Attorneys in Michigan are now continuing to fight for the distinction to be made under the law via an appeal. Mark Rosenbaum, one of the lawyers representing the students, says “These children are being disenfranchised…Children are not receiving the basic skills to participate in a democracy.” Whether literacy education is a basic right has yet to be established in the courts.

While the appeals process continues in Michigan, Rosenbaum has filed a similar case in California.

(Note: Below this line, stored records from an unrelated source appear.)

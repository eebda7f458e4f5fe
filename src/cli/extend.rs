//! # Dataset Extension Driver
//!
//! Opens a fixture file as the SWMR writer, handshakes with a watching
//! reader, extends one named dataset and writes the new elements.
//!
//! ## Dispatch
//!
//! | Dataset                                   | Protocol |
//! |-------------------------------------------|----------|
//! | `DSET_ONE`, `DSET_ALLOC_LATE`, `DSET_ALLOC_EARLY`, `DSET_CMPD`, `DSET_CMPD_ESC` | one axis by `delta1` |
//! | `DSET_TWO`, `DSET_CMPD_TWO`               | two axes by `delta1`, `delta2` |
//!
//! ## Sequence
//!
//! ```text
//! open RW+SWMR ─► open dataset ─► send writer_message ─► wait reader_message
//!   ─► pause ─► read extent ─► set_extent ─► write ─► flush ─► close
//! ```
//!
//! The one-axis protocol writes only the appended region, element `i`
//! numbered from zero. The two-axis protocol rewrites the whole new extent
//! with `delta1`.

use std::env;
use std::path::{Path, PathBuf};
use std::thread;
use std::time::Duration;

use eyre::{Result, WrapErr};
use tracing::{debug, info};

use super::fill::{indexed_fill, pattern_fill};
use super::fixtures::{
    DSET_ALLOC_EARLY, DSET_ALLOC_LATE, DSET_CMPD, DSET_CMPD_ESC, DSET_CMPD_TWO, DSET_ONE, DSET_TWO,
};
use crate::dataset::Hyperslab;
use crate::error::H5Error;
use crate::file::{AccessMode, FileAccessProps};
use crate::registry::{Hid, Registry};
use crate::swmr::{Rendezvous, READER_MESSAGE, WRITER_MESSAGE};

pub const ENV_PAUSE_MS: &str = "H5LITE_EXTEND_PAUSE_MS";
pub const ENV_MESSAGE_DIR: &str = "H5LITE_MESSAGE_DIR";

pub const USAGE: &str = "Should have file name, dataset name, and the extended amount...";

#[derive(Debug, Clone, Copy, PartialEq, Eq)]
pub enum Protocol {
    OneAxis,
    TwoAxis,
}

pub fn protocol_for(dataset: &str) -> Option<Protocol> {
    match dataset {
        DSET_ONE | DSET_ALLOC_LATE | DSET_ALLOC_EARLY | DSET_CMPD | DSET_CMPD_ESC => {
            Some(Protocol::OneAxis)
        }
        DSET_TWO | DSET_CMPD_TWO => Some(Protocol::TwoAxis),
        _ => None,
    }
}

#[derive(Debug, Clone, PartialEq, Eq)]
pub struct ExtendRequest {
    pub file: PathBuf,
    pub dataset: String,
    pub delta1: i64,
    pub delta2: i64,
}

impl ExtendRequest {
    /// Parses `<file> <dataset> <delta1> <delta2>`, program name excluded.
    pub fn from_args(args: &[String]) -> Result<Self> {
        let [file, dataset, d1, d2] = args else {
            return Err(H5Error::InvalidArgument(USAGE.to_string()).into());
        };
        let delta = |s: &str| -> Result<i64> {
            s.trim()
                .parse()
                .map_err(|_| H5Error::InvalidArgument(format!("'{}' is not an integer", s)).into())
        };
        Ok(Self {
            file: PathBuf::from(file),
            dataset: dataset.clone(),
            delta1: delta(d1)?,
            delta2: delta(d2)?,
        })
    }
}

#[derive(Debug, Clone, PartialEq, Eq)]
pub struct ExtendOptions {
    /// Stands in for application work between the handshake and the extend.
    pub pause: Duration,
    pub message_dir: PathBuf,
}

impl ExtendOptions {
    pub fn for_file(file: &Path) -> Self {
        let message_dir = match file.parent() {
            Some(p) if !p.as_os_str().is_empty() => p.to_path_buf(),
            _ => PathBuf::from("."),
        };
        Self {
            pause: Duration::ZERO,
            message_dir,
        }
    }

    /// Defaults for `file`, overridden by `H5LITE_EXTEND_PAUSE_MS` and
    /// `H5LITE_MESSAGE_DIR`.
    pub fn from_env(file: &Path) -> Result<Self> {
        let mut opts = Self::for_file(file);
        if let Ok(ms) = env::var(ENV_PAUSE_MS) {
            let ms: u64 = ms.trim().parse().map_err(|_| {
                H5Error::InvalidArgument(format!("{} must be a number of milliseconds", ENV_PAUSE_MS))
            })?;
            opts.pause = Duration::from_millis(ms);
        }
        if let Ok(dir) = env::var(ENV_MESSAGE_DIR) {
            opts.message_dir = PathBuf::from(dir);
        }
        Ok(opts)
    }
}

fn grow(current: u64, delta: i64, axis: usize) -> Result<u64> {
    current.checked_add_signed(delta).ok_or_else(|| {
        if delta < 0 {
            H5Error::InvalidShrink {
                axis,
                reason: "extent would fall below zero",
            }
            .into()
        } else {
            H5Error::InvalidArgument(format!("axis {}: extent overflows", axis)).into()
        }
    })
}

fn expect_rank(dims: &[u64], rank: usize) -> Result<()> {
    if dims.len() != rank {
        return Err(H5Error::RankMismatch {
            expected: rank,
            actual: dims.len(),
        }
        .into());
    }
    Ok(())
}

fn extend_one(reg: &Registry, did: Hid, delta: i64) -> Result<Vec<u64>> {
    let cur = reg.dataset_extent(did)?;
    expect_rank(&cur, 1)?;
    let new = vec![grow(cur[0], delta, 0)?];
    let appended = if delta > 0 {
        let dt = reg.dataset_datatype(did)?;
        let count = delta as u64;
        Some((Hyperslab::new(&[cur[0]], &[count])?, indexed_fill(&dt, count)?))
    } else {
        None
    };
    reg.set_extent(did, &new)?;
    if let Some((sel, data)) = appended {
        reg.write_dataset(did, &sel, &data)?;
    }
    Ok(new)
}

fn extend_two(reg: &Registry, did: Hid, delta1: i64, delta2: i64) -> Result<Vec<u64>> {
    let cur = reg.dataset_extent(did)?;
    expect_rank(&cur, 2)?;
    let new = vec![grow(cur[0], delta1, 0)?, grow(cur[1], delta2, 1)?];
    let count = new
        .iter()
        .try_fold(1u64, |acc, &d| acc.checked_mul(d))
        .ok_or_else(|| H5Error::InvalidArgument(format!("extent {:?} overflows", new)))?;
    let data = if count > 0 {
        let dt = reg.dataset_datatype(did)?;
        Some(pattern_fill(&dt, count, delta1)?)
    } else {
        None
    };
    reg.set_extent(did, &new)?;
    if let Some(data) = data {
        reg.write_dataset(did, &Hyperslab::all(&new), &data)?;
    }
    Ok(new)
}

/// Runs the full writer sequence and returns the dataset's new extent.
pub fn extend_dataset(
    reg: &Registry,
    req: &ExtendRequest,
    opts: &ExtendOptions,
    rendezvous: &dyn Rendezvous,
) -> Result<Vec<u64>> {
    let protocol = protocol_for(&req.dataset).ok_or_else(|| {
        H5Error::InvalidArgument(format!("dataset '{}' cannot be extended", req.dataset))
    })?;

    let fapl = FileAccessProps::new().swmr_write(true);
    let fid = reg
        .open_file(&req.file, AccessMode::ReadWrite, &fapl)
        .wrap_err_with(|| format!("failed to open '{}'", req.file.display()))?;
    let did = reg.open_dataset(fid, &req.dataset)?;

    rendezvous.send_message(WRITER_MESSAGE)?;
    rendezvous.wait_message(READER_MESSAGE)?;
    if !opts.pause.is_zero() {
        debug!(pause_ms = opts.pause.as_millis() as u64, "pausing before extend");
        thread::sleep(opts.pause);
    }

    let new = match protocol {
        Protocol::OneAxis => extend_one(reg, did, req.delta1),
        Protocol::TwoAxis => extend_two(reg, did, req.delta1, req.delta2),
    }
    .wrap_err_with(|| format!("failed to extend '{}'", req.dataset))?;

    reg.flush_dataset(did)?;
    reg.close_dataset(did)?;
    reg.close_file(fid)?;
    info!(dataset = %req.dataset, extent = ?new, "extended dataset");
    Ok(new)
}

Eighty-two percent of students in Detroit Public Schools are African- American, according to the Michigan Department of Education. A PRRI survey from 2017 showed that 54 percent of Americans believe ensuring all children have equal opportunities to succeed was a critical issue to them personally. However, the vast majority (89 percent) of Americans say we have a moral responsibility to make sure that every child in the U.S. has an opportunity to succeed. While similar numbers of black (93 percent) and white (87 percent) Americans agree with this statement, black Americans are significantly more likely than white Americans to completely agree (69 percent vs. 42 percent).